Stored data
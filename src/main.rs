//! Printer remote firmware for the nRF52840.
//!
//! Boots the SoftDevice, restores the host bond from flash, spawns the BLE,
//! storage and battery tasks, then runs the control loop on a fixed 1 ms
//! ticker. When the loop decides to sleep the host link is closed, the bond
//! flushed to flash and the chip goes to System OFF; a button press boots it
//! again.

#![no_std]
#![no_main]

mod ble;
mod board;
mod error;
mod power;
mod storage;

use defmt::{info, unwrap};
use embassy_executor::Spawner;
use embassy_nrf::gpio::{self, Input, Output, OutputDrive, Pull};
use embassy_nrf::interrupt::{self, InterruptExt, Priority};
use embassy_nrf::saadc::{self, ChannelConfig, Saadc};
use embassy_nrf::bind_interrupts;
use embassy_time::{Duration, Instant, Ticker};
use nrf_softdevice::{Flash, Softdevice};
use printer_remote::config;
use printer_remote::connection::{ConnectionEdge, ConnectionState};
use printer_remote::report::ReportEvent;
use printer_remote::time::Millis;
use printer_remote::{Remote, TickOutcome};
use static_cell::StaticCell;
use {defmt_rtt as _, panic_probe as _};

use ble::services::Server;
use ble::BleLink;
use board::{BatteryGauge, BoardIo};
use error::Error;

bind_interrupts!(struct Irqs {
    SAADC => saadc::InterruptHandler;
});

fn now_millis() -> Millis {
    // Truncation is fine: all time arithmetic wraps.
    Instant::now().as_millis() as Millis
}

fn log_outcome(outcome: &TickOutcome, state: ConnectionState, since_last_connected: Millis) {
    match outcome.edge {
        Some(ConnectionEdge::Established) => info!("Connection established"),
        Some(ConnectionEdge::Lost) => info!("Connection lost"),
        None => {}
    }

    match outcome.report {
        Some(ReportEvent::Press { count }) => info!("Reporting {} buttons", count),
        Some(ReportEvent::Release) => info!("Releasing buttons"),
        None => {}
    }

    if let Some(percent) = outcome.battery {
        info!("Battery level {}%", percent);
    }

    if outcome.indicator.is_some() && state != ConnectionState::Connected {
        info!(
            "Connecting {}/{}ms",
            since_last_connected,
            config::CONNECTION_GIVE_UP_DURATION_MS
        );
    }
}

#[embassy_executor::main]
async fn main(spawner: Spawner) {
    info!("Printer remote starting");

    // The SoftDevice reserves interrupt priorities 0, 1 and 4.
    let mut nrf_config = embassy_nrf::config::Config::default();
    nrf_config.gpiote_interrupt_priority = Priority::P2;
    nrf_config.time_interrupt_priority = Priority::P2;
    let p = embassy_nrf::init(nrf_config);
    interrupt::SAADC.set_priority(Priority::P3);

    let io = BoardIo::new(
        [
            (config::BUTTON_PINS[0], Input::new(p.P1_02, Pull::Up)),
            (config::BUTTON_PINS[1], Input::new(p.P0_04, Pull::Up)),
        ],
        (
            config::CONNECTION_LED_PIN,
            Output::new(p.P1_10, gpio::Level::Low, OutputDrive::Standard),
        ),
    );

    let vbat = ChannelConfig::single_ended(p.P0_29);
    let saadc = Saadc::new(p.SAADC, Irqs, saadc::Config::default(), [vbat]);

    let sd = Softdevice::enable(&ble::softdevice_config());
    static SERVER: StaticCell<Server> = StaticCell::new();
    let server: &'static Server = SERVER.init(unwrap!(Server::new(sd).map_err(Error::from)));
    let sd: &'static Softdevice = sd;

    unwrap!(spawner.spawn(ble::softdevice_task(sd)));

    let mut flash = Flash::take(sd);
    let bond = storage::load_bond(&mut flash).await;

    unwrap!(spawner.spawn(storage::bond_store_task(flash)));
    unwrap!(spawner.spawn(ble::peripheral_task(sd, server, bond)));
    unwrap!(spawner.spawn(board::battery_task(saadc)));

    let mut remote = Remote::new(&config::BUTTONS, BleLink::new(sd, server), io, BatteryGauge);
    remote.begin(now_millis());

    let mut ticker = Ticker::every(Duration::from_millis(u64::from(config::LOOP_TICK_MS)));
    loop {
        let now = now_millis();
        let outcome = remote.tick(now);
        if !outcome.is_quiet() {
            log_outcome(
                &outcome,
                remote.connection_state(),
                remote.state().connection.since_last_connected(now),
            );
        }

        if let Some(reason) = outcome.sleep {
            power::shutdown(reason, &config::BUTTON_PINS).await;
        }

        ticker.next().await;
    }
}
//! HID keyboard input report (boot protocol compatible).
//!
//! Layout (8 bytes):
//! ```text
//! Byte 0: Modifier keys (bitfield)
//!         Bit 0 = Left Ctrl,  Bit 1 = Left Shift,
//!         Bit 2 = Left Alt,   Bit 3 = Left GUI,
//!         Bit 4 = Right Ctrl, Bit 5 = Right Shift,
//!         Bit 6 = Right Alt,  Bit 7 = Right GUI
//! Byte 1: Reserved (0x00)
//! Byte 2-7: Up to 6 simultaneous key codes (HID keyboard usage codes)
//! ```

/// Keyboard report size in bytes.
pub const KEYBOARD_REPORT_SIZE: usize = 8;

/// Report ID of the keyboard input report in the report map.
pub const KEYBOARD_REPORT_ID: u8 = 1;

/// Hardware limit of simultaneously reported keys.
pub const MAX_REPORT_KEYS: usize = 6;

/// HID keyboard/keypad usage code (usage page 0x07).
pub type KeyCode = u8;

/// Empty slot in a report.
pub const KEY_NONE: KeyCode = 0x00;
/// Keyboard Mute.
pub const KEY_MUTE: KeyCode = 0x7F;
/// Keyboard Volume Up.
pub const KEY_VOLUME_UP: KeyCode = 0x80;
/// Keyboard Volume Down.
pub const KEY_VOLUME_DOWN: KeyCode = 0x81;

/// Standard HID boot-protocol keyboard report.
#[derive(Clone, Copy, Default, Debug, PartialEq, Eq)]
#[cfg_attr(feature = "defmt", derive(defmt::Format))]
pub struct KeyboardReport {
    /// Modifier key bitfield.
    pub modifier: u8,
    /// Reserved byte, always 0x00.
    pub reserved: u8,
    /// Up to 6 simultaneously pressed key codes.
    pub keycodes: [KeyCode; MAX_REPORT_KEYS],
}

impl KeyboardReport {
    /// Create an empty (all-keys-released) report.
    pub const fn empty() -> Self {
        Self {
            modifier: 0,
            reserved: 0,
            keycodes: [KEY_NONE; MAX_REPORT_KEYS],
        }
    }

    pub const fn new(keycodes: [KeyCode; MAX_REPORT_KEYS], modifier: u8) -> Self {
        Self {
            modifier,
            reserved: 0,
            keycodes,
        }
    }

    /// Serialise into a byte slice for the HID input report characteristic.
    /// Returns the number of bytes written (8, or 0 if `buf` is too small).
    pub fn serialize(&self, buf: &mut [u8]) -> usize {
        if buf.len() < KEYBOARD_REPORT_SIZE {
            return 0;
        }
        buf[0] = self.modifier;
        buf[1] = self.reserved;
        buf[2..8].copy_from_slice(&self.keycodes);
        KEYBOARD_REPORT_SIZE
    }

    /// Returns `true` if no keys are pressed (release event).
    pub fn is_empty(&self) -> bool {
        self.modifier == 0 && self.keycodes.iter().all(|&k| k == KEY_NONE)
    }
}

// HID report map for a keyboard with report ID 1

/// HID Report Map exposed through the HID service.
///
/// A keyboard with:
///   - 8 modifier key bits (input)
///   - 1 reserved byte
///   - 5 LED indicators (output)
///   - 6 key code bytes (input), usages 0..=255 so the media keys
///     (0x7F..=0x81) are valid array entries
pub const KEYBOARD_REPORT_DESCRIPTOR: &[u8] = &[
    0x05, 0x01, // Usage Page (Generic Desktop)
    0x09, 0x06, // Usage (Keyboard)
    0xA1, 0x01, // Collection (Application)
    0x85, KEYBOARD_REPORT_ID, //   Report ID (1)
    //
    //   - Modifier keys (8 bits) -
    0x05, 0x07, //   Usage Page (Keyboard/Keypad)
    0x19, 0xE0, //   Usage Minimum (Left Control)
    0x29, 0xE7, //   Usage Maximum (Right GUI)
    0x15, 0x00, //   Logical Minimum (0)
    0x25, 0x01, //   Logical Maximum (1)
    0x75, 0x01, //   Report Size (1)
    0x95, 0x08, //   Report Count (8)
    0x81, 0x02, //   Input (Data, Variable, Absolute)
    //
    //   - Reserved byte -
    0x95, 0x01, //   Report Count (1)
    0x75, 0x08, //   Report Size (8)
    0x81, 0x01, //   Input (Constant) - padding
    //
    //   - LED output (5 bits + 3 padding) -
    0x05, 0x08, //   Usage Page (LEDs)
    0x19, 0x01, //   Usage Minimum (Num Lock)
    0x29, 0x05, //   Usage Maximum (Kana)
    0x95, 0x05, //   Report Count (5)
    0x75, 0x01, //   Report Size (1)
    0x91, 0x02, //   Output (Data, Variable, Absolute)
    0x95, 0x01, //   Report Count (1)
    0x75, 0x03, //   Report Size (3)
    0x91, 0x01, //   Output (Constant) - padding
    //
    //   - Key codes (6 bytes) -
    0x05, 0x07, //   Usage Page (Keyboard/Keypad)
    0x19, 0x00, //   Usage Minimum (0)
    0x29, 0xFF, //   Usage Maximum (255)
    0x15, 0x00, //   Logical Minimum (0)
    0x26, 0xFF, 0x00, // Logical Maximum (255)
    0x95, 0x06, //   Report Count (6)
    0x75, 0x08, //   Report Size (8)
    0x81, 0x00, //   Input (Data, Array)
    //
    0xC0, // End Collection
];
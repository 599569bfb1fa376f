//! Persistent storage for the host bond.
//!
//! Uses the nRF52840's internal flash via `sequential-storage` crate so the
//! bond survives System OFF (which resets the chip). The record is one map
//! item; `sequential-storage` handles wear levelling and GC of the pages.

use crate::ble::bonder::BOND_UPDATES;
use crate::error::Error;
use defmt::{error, info};
use embassy_futures::select::{select, Either};
use embassy_sync::blocking_mutex::raw::CriticalSectionRawMutex;
use embassy_sync::signal::Signal;
use nrf_softdevice::Flash;
use printer_remote::bond::{BondRecord, MAX_BOND_RECORD_SIZE};
use printer_remote::config::{STORAGE_FLASH_PAGE_COUNT, STORAGE_FLASH_PAGE_START};

/// Flash page size for nRF52840 (4 KB).
const FLASH_PAGE_SIZE: u32 = 4096;

/// Start address of our storage region.
const STORAGE_START: u32 = STORAGE_FLASH_PAGE_START * FLASH_PAGE_SIZE;

/// End address (exclusive) of our storage region.
const STORAGE_END: u32 = (STORAGE_FLASH_PAGE_START + STORAGE_FLASH_PAGE_COUNT) * FLASH_PAGE_SIZE;

/// Key for the bond record in the map storage.
const KEY_BOND: u8 = 0x02;

/// Scratch buffer: record plus `sequential-storage` item overhead.
const BUF_SIZE: usize = MAX_BOND_RECORD_SIZE + 32;

static FLUSH_REQUEST: Signal<CriticalSectionRawMutex, ()> = Signal::new();
static FLUSHED: Signal<CriticalSectionRawMutex, ()> = Signal::new();

/// Wait until every bond change published so far is in flash.
pub async fn flush() {
    FLUSHED.reset();
    FLUSH_REQUEST.signal(());
    FLUSHED.wait().await;
}

/// Read the stored bond, if there is a valid one.
pub async fn load_bond(
    flash: &mut impl embedded_storage_async::nor_flash::NorFlash,
) -> Option<BondRecord> {
    let mut buf = [0u8; BUF_SIZE];

    match sequential_storage::map::fetch_item::<u8, &[u8], _>(
        flash,
        STORAGE_START..STORAGE_END,
        &mut sequential_storage::cache::NoCache::new(),
        &mut buf,
        &KEY_BOND,
    )
    .await
    {
        Ok(Some(data)) => {
            let record = BondRecord::deserialize(data);
            match record {
                Some(_) => info!("Loaded bond from flash"),
                None => error!("Stored bond is not readable, ignoring it"),
            }
            record
        }
        Ok(None) => {
            info!("No bond in flash");
            None
        }
        Err(e) => {
            error!("Flash read error: {:?}", defmt::Debug2Format(&e));
            None
        }
    }
}

/// Write `record` to flash, replacing the previous one.
pub async fn save_bond(
    flash: &mut impl embedded_storage_async::nor_flash::NorFlash,
    record: &BondRecord,
) -> Result<(), Error> {
    let mut data_buf = [0u8; MAX_BOND_RECORD_SIZE];
    let len = record.serialize(&mut data_buf);
    if len == 0 {
        return Err(Error::BufferOverflow);
    }
    let item = &data_buf[..len];

    let mut buf = [0u8; BUF_SIZE];
    sequential_storage::map::store_item::<u8, &[u8], _>(
        flash,
        STORAGE_START..STORAGE_END,
        &mut sequential_storage::cache::NoCache::new(),
        &mut buf,
        &KEY_BOND,
        &item,
    )
    .await
    .map_err(|e| {
        error!("Flash write error: {:?}", defmt::Debug2Format(&e));
        Error::Storage
    })
}

async fn store(flash: &mut Flash, record: &BondRecord) {
    match save_bond(flash, record).await {
        Ok(()) => info!("Bond saved to flash"),
        Err(e) => error!("Bond not saved: {}", e),
    }
}

/// Persists every bond change published by the bonder and answers
/// [`flush`] requests.
#[embassy_executor::task]
pub async fn bond_store_task(mut flash: Flash) -> ! {
    loop {
        match select(BOND_UPDATES.wait(), FLUSH_REQUEST.wait()).await {
            Either::First(record) => store(&mut flash, &record).await,
            Either::Second(()) => {
                if let Some(record) = BOND_UPDATES.try_take() {
                    store(&mut flash, &record).await;
                }
                FLUSHED.signal(());
            }
        }
    }
}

Instructions to follow: Give back exactly the lines above, from the line containing "pressed (release event)." through the line containing "0x19, 0x00, //", with both end lines and nothing more.

Task solution:
    /// Returns `true` if no keys are pressed (release event).
    pub fn is_empty(&self) -> bool {
        self.modifier == 0 && self.keycodes.iter().all(|&k| k == KEY_NONE)
    }
}

// HID report map for a keyboard with report ID 1

/// HID Report Map exposed through the HID service.
///
/// A keyboard with:
///   - 8 modifier key bits (input)
///   - 1 reserved byte
///   - 5 LED indicators (output)
///   - 6 key code bytes (input), usages 0..=255 so the media keys
///     (0x7F..=0x81) are valid array entries
pub const KEYBOARD_REPORT_DESCRIPTOR: &[u8] = &[
    0x05, 0x01, // Usage Page (Generic Desktop)
    0x09, 0x06, // Usage (Keyboard)
    0xA1, 0x01, // Collection (Application)
    0x85, KEYBOARD_REPORT_ID, //   Report ID (1)
    //
    //   - Modifier keys (8 bits) -
    0x05, 0x07, //   Usage Page (Keyboard/Keypad)
    0x19, 0xE0, //   Usage Minimum (Left Control)
    0x29, 0xE7, //   Usage Maximum (Right GUI)
    0x15, 0x00, //   Logical Minimum (0)
    0x25, 0x01, //   Logical Maximum (1)
    0x75, 0x01, //   Report Size (1)
    0x95, 0x08, //   Report Count (8)
    0x81, 0x02, //   Input (Data, Variable, Absolute)
    //
    //   - Reserved byte -
    0x95, 0x01, //   Report Count (1)
    0x75, 0x08, //   Report Size (8)
    0x81, 0x01, //   Input (Constant) - padding
    //
    //   - LED output (5 bits + 3 padding) -
    0x05, 0x08, //   Usage Page (LEDs)
    0x19, 0x01, //   Usage Minimum (Num Lock)
    0x29, 0x05, //   Usage Maximum (Kana)
    0x95, 0x05, //   Report Count (5)
    0x75, 0x01, //   Report Size (1)
    0x91, 0x02, //   Output (Data, Variable, Absolute)
    0x95, 0x01, //   Report Count (1)
    0x75, 0x03, //   Report Size (3)
    0x91, 0x01, //   Output (Constant) - padding
    //
    //   - Key codes (6 bytes) -
    0x05, 0x07, //   Usage Page (Keyboard/Keypad)
    0x19, 0x00, //   Usage Minimum (0)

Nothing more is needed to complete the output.